ALLUVIAL AQUIFER HETEROGENEITY : GENETIC VERSUS GEOSTATISTICAL MODELS

Alluvial aquifers are widely exploited and also very vulnerable, because the water is easily accessible with little natural protection. They are also extremely heterogeneous aquifers because of their formation processes: these are mainly fluvial processes acting over several thousands of years. Depending on climate and geological forcing functions, the river evolves and modifies by erosion and deposition its floodplain. It changes its pattern as well as its sedimentary functioning. It might incise or fill-in valleys, depositing various types of sediments from gravels to loam. The correlation length of alluvial facies is usually in the order of tens of meters. Changes can be sudden, with channel structures embedded in larger sedimentary structures. The shapes of these sedimentary structures is not well described by a geostatistical covariance function, as they are generally very anisotropic and not convex ellipsoids, but rather undulating ribbons.
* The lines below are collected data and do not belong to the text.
use std::time::Duration;

use reqwest::{
    header::{HeaderMap, HeaderName, HeaderValue},
    Client, Proxy,
};
use serde::{de::DeserializeOwned, Deserialize, Serialize};
use tracing::error;

use crate::{
    constants::{
        LOGIN_ENDPOINT, REQUEST_TIMEOUT_SECS, SCORE_ENDPOINT, SIGN_IN_ENDPOINT, TOKEN_HEADER,
    },
    error::{Error, Result},
};

// Field order matches what the service expects on the wire; serde keeps
// declaration order.
#[derive(Serialize, Clone, Debug)]
#[serde(rename_all = "camelCase")]
pub struct LoginPayload {
    pub address: String,
    pub signature: String,
    pub ref_code: &'static str,
    pub project_id: &'static str,
}

#[derive(Serialize, Clone, Debug)]
pub struct ScorePayload {
    pub page: u32,
    pub limit: u32,
    pub address: String,
}

#[derive(Deserialize, Debug)]
#[serde(bound(deserialize = "T: DeserializeOwned"))]
struct ApiEnvelope<T> {
    code: i64,
    #[serde(default)]
    message: Option<String>,
    #[serde(default)]
    debug: Option<T>,
}

#[derive(Deserialize, Clone, Debug)]
pub struct LoginData {
    pub token: String,
}

#[derive(Deserialize, Clone, Debug, Default)]
#[serde(rename_all = "camelCase", default)]
pub struct SignData {
    pub is_sign: i64,
    pub sign_day: i64,
}

#[derive(Deserialize, Clone, Debug, Default)]
#[serde(default)]
pub struct ScoreData {
    pub score: i64,
}

pub struct ApiClient {
    http: Client,
    base_url: String,
}

impl ApiClient {
    pub fn with_base_url(base_url: impl Into<String>, proxy: Option<&str>) -> Self {
        let mut builder = Client::builder()
            .default_headers(get_headers())
            .timeout(Duration::from_secs(REQUEST_TIMEOUT_SECS));

        if let Some(proxy_url) = proxy {
            match Proxy::all(proxy_url) {
                Ok(proxy) => builder = builder.proxy(proxy),
                Err(err) => {
                    error!("Invalid proxy url {proxy_url}: {err}. Falling back to direct connection")
                }
            }
        }

        let http = builder.build().unwrap_or_else(|err| {
            error!("Failed to build an HTTP client: {err}. Falling back to a default one");
            Client::new()
        });

        Self {
            http,
            base_url: base_url.into(),
        }
    }

    pub async fn login(&self, payload: &LoginPayload) -> Result<LoginData> {
        self.post(LOGIN_ENDPOINT, Some(payload), None).await
    }

    pub fn session(&self, token: String) -> Session<'_> {
        Session {
            client: self,
            token,
        }
    }

    async fn post<B: Serialize, D: DeserializeOwned>(
        &self,
        path: &str,
        body: Option<&B>,
        token: Option<&str>,
    ) -> Result<D> {
        let mut request = self.http.post(format!("{}{path}", self.base_url));

        if let Some(token) = token {
            request = request.header(TOKEN_HEADER, token);
        }

        if let Some(body) = body {
            request = request.json(body);
        }

        let envelope: ApiEnvelope<D> = request
            .send()
            .await?
            .error_for_status()?
            .json()
            .await?;

        if envelope.code != 200 {
            return Err(Error::Api {
                code: envelope.code,
                message: envelope.message.unwrap_or_default(),
            });
        }

        envelope.debug.ok_or(Error::MissingData("debug"))
    }
}

// Token-bearing client state, valid for one account's processing.
pub struct Session<'a> {
    client: &'a ApiClient,
    token: String,
}

impl Session<'_> {
    pub async fn sign_in(&self) -> Result<SignData> {
        self.client
            .post::<serde_json::Value, _>(SIGN_IN_ENDPOINT, None, Some(&self.token))
            .await
    }

    pub async fn score_detail(&self, address: &str) -> Result<ScoreData> {
        let payload = ScorePayload {
            page: 1,
            limit: 10,
            address: address.to_owned(),
        };

        self.client
            .post(SCORE_ENDPOINT, Some(&payload), Some(&self.token))
            .await
    }
}

fn get_headers() -> HeaderMap {
    let mut headers = HeaderMap::new();

    headers.insert(
        HeaderName::from_static("accept"),
        HeaderValue::from_static("application/json, text/plain, */*"),
    );
    headers.insert(
        HeaderName::from_static("accept-language"),
        HeaderValue::from_static("en-US,en;q=0.9"),
    );
    headers.insert(
        HeaderName::from_static("cache-control"),
        HeaderValue::from_static("no-cache"),
    );
    headers.insert(
        HeaderName::from_static("content-type"),
        HeaderValue::from_static("application/json"),
    );
    headers.insert(
        HeaderName::from_static("origin"),
        HeaderValue::from_static("https://www.coresky.com"),
    );
    headers.insert(
        HeaderName::from_static("pragma"),
        HeaderValue::from_static("no-cache"),
    );
    headers.insert(
        HeaderName::from_static("priority"),
        HeaderValue::from_static("u=1, i"),
    );
    headers.insert(
        HeaderName::from_static("referer"),
        HeaderValue::from_static("https://www.coresky.com/task-rewards"),
    );
    headers.insert(
        HeaderName::from_static("sec-ch-ua"),
        HeaderValue::from_static("\"Not?A_Brand\";v=\"99\", \"Chromium\";v=\"130\""),
    );
    headers.insert(
        HeaderName::from_static("sec-ch-ua-mobile"),
        HeaderValue::from_static("?0"),
    );
    headers.insert(
        HeaderName::from_static("sec-ch-ua-platform"),
        HeaderValue::from_static("\"macOS\""),
    );
    headers.insert(
        HeaderName::from_static("sec-fetch-dest"),
        HeaderValue::from_static("empty"),
    );
    headers.insert(
        HeaderName::from_static("sec-fetch-mode"),
        HeaderValue::from_static("cors"),
    );
    headers.insert(
        HeaderName::from_static("sec-fetch-site"),
        HeaderValue::from_static("same-origin"),
    );
    headers.insert(
        HeaderName::from_static("user-agent"),
        HeaderValue::from_static("Mozilla/5.0 (Macintosh; Intel Mac OS X 10_15_7) AppleWebKit/537.36 (KHTML, like Gecko) Chrome/130.0.0.0 Safari/537.36"),
    );

    headers
}

#[cfg(test)]
mod tests {
    use super::*;

    #[test]
    fn login_payload_keeps_wire_field_order() {
        let payload = LoginPayload {
            address: "0xAbC".to_owned(),
            signature: "0xSig".to_owned(),
            ref_code: crate::constants::REF_CODE,
            project_id: crate::constants::PROJECT_ID,
        };

        assert_eq!(
            serde_json::to_string(&payload).unwrap(),
            r#"{"address":"0xAbC","signature":"0xSig","refCode":"aeepcd","projectId":"0"}"#
        );
    }

    #[tokio::test]
    async fn login_extracts_the_bearer_token() {
        let mut server = mockito::Server::new_async().await;
        let mock = server
            .mock("POST", "/api/user/login")
            .match_header("content-type", "application/json")
            .match_header(
                "user-agent",
                "Mozilla/5.0 (Macintosh; Intel Mac OS X 10_15_7) AppleWebKit/537.36 (KHTML, like Gecko) Chrome/130.0.0.0 Safari/537.36",
            )
            .with_status(200)
            .with_body(r#"{"code":200,"message":"success","debug":{"token":"tok-abc"}}"#)
            .create_async()
            .await;

        let client = ApiClient::with_base_url(server.url(), None);
        let login = client
            .login(&LoginPayload {
                address: "0xAbC".to_owned(),
                signature: "0xSig".to_owned(),
                ref_code: "aeepcd",
                project_id: "0",
            })
            .await
            .unwrap();

        assert_eq!(login.token, "tok-abc");
        mock.assert_async().await;
    }

    #[tokio::test]
    async fn non_200_code_field_is_a_retryable_api_error() {
        let mut server = mockito::Server::new_async().await;
        server
            .mock("POST", "/api/user/login")
            .with_status(200)
            .with_body(r#"{"code":500,"message":"login failed"}"#)
            .create_async()
            .await;

        let client = ApiClient::with_base_url(server.url(), None);
        let err = client
            .login(&LoginPayload {
                address: "0xAbC".to_owned(),
                signature: "0xSig".to_owned(),
                ref_code: "aeepcd",
                project_id: "0",
            })
            .await
            .unwrap_err();

        assert!(matches!(err, Error::Api { code: 500, .. }));
        assert!(err.is_retryable());
    }

    #[tokio::test]
    async fn session_requests_carry_the_token_header() {
        let mut server = mockito::Server::new_async().await;
        let mock = server
            .mock("POST", "/api/taskwall/meme/sign")
            .match_header("token", "tok-abc")
            .with_status(200)
            .with_body(r#"{"code":200,"message":"success","debug":{"isSign":1,"signDay":7}}"#)
            .create_async()
            .await;

        let client = ApiClient::with_base_url(server.url(), None);
        let session = client.session("tok-abc".to_owned());
        let sign = session.sign_in().await.unwrap();

        assert_eq!(sign.is_sign, 1);
        assert_eq!(sign.sign_day, 7);
        mock.assert_async().await;
    }

    #[tokio::test]
    async fn invalid_proxy_falls_back_to_direct_connection() {
        let mut server = mockito::Server::new_async().await;
        server
            .mock("POST", "/api/user/score/detail")
            .match_body(mockito::Matcher::Json(serde_json::json!({
                "page": 1,
                "limit": 10,
                "address": "0xabc"
            })))
            .with_status(200)
            .with_body(r#"{"code":200,"message":"success","debug":{"score":1234}}"#)
            .create_async()
            .await;

        let client = ApiClient::with_base_url(server.url(), Some("ftp://127.0.0.1:1"));
        let score = client
            .session("tok-abc".to_owned())
            .score_detail("0xabc")
            .await
            .unwrap();

        assert_eq!(score.score, 1234);
    }
}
We will describe a new method for generating the sediment heterogeneity of alluvial deposits, based on a genetic algorithm which mimics some of the hydraulic rules active on meandering or braided streams, to make them deposit or erode sediments. After describing this new model, and comparing it with other approaches, it will be applied to a 5.4x1.4 km² reach of the Aube River, upstream of Paris. The model is based on the data obtained from a single cross-section of the alluvial plain, with 44 auger-holes along the 1.4 km width of the plain. As the model describes the sediment facies, we assign to each facies an assumed permeability. Flow and transport simulations are then made using Modflow. In order to compare the results with simulations based on other descriptions of heterogeneous media, we will use a classical geostatistical tool (indicator simulations) to generate alternative images of the same medium, based on the same initial data, and with the same assumption on the permeability of each facies. Finally, an equivalent uniform medium (obtained through permeability upscaling) will also be also generated. Comparing these three approaches on the flow and transport results, we show the intrinsic capacity of the new genetic model to generate more realistic flow and transport processes in such heterogeneous alluvial media, where permeability barriers and buried channels dominate the spatial repartition of heterogeneities.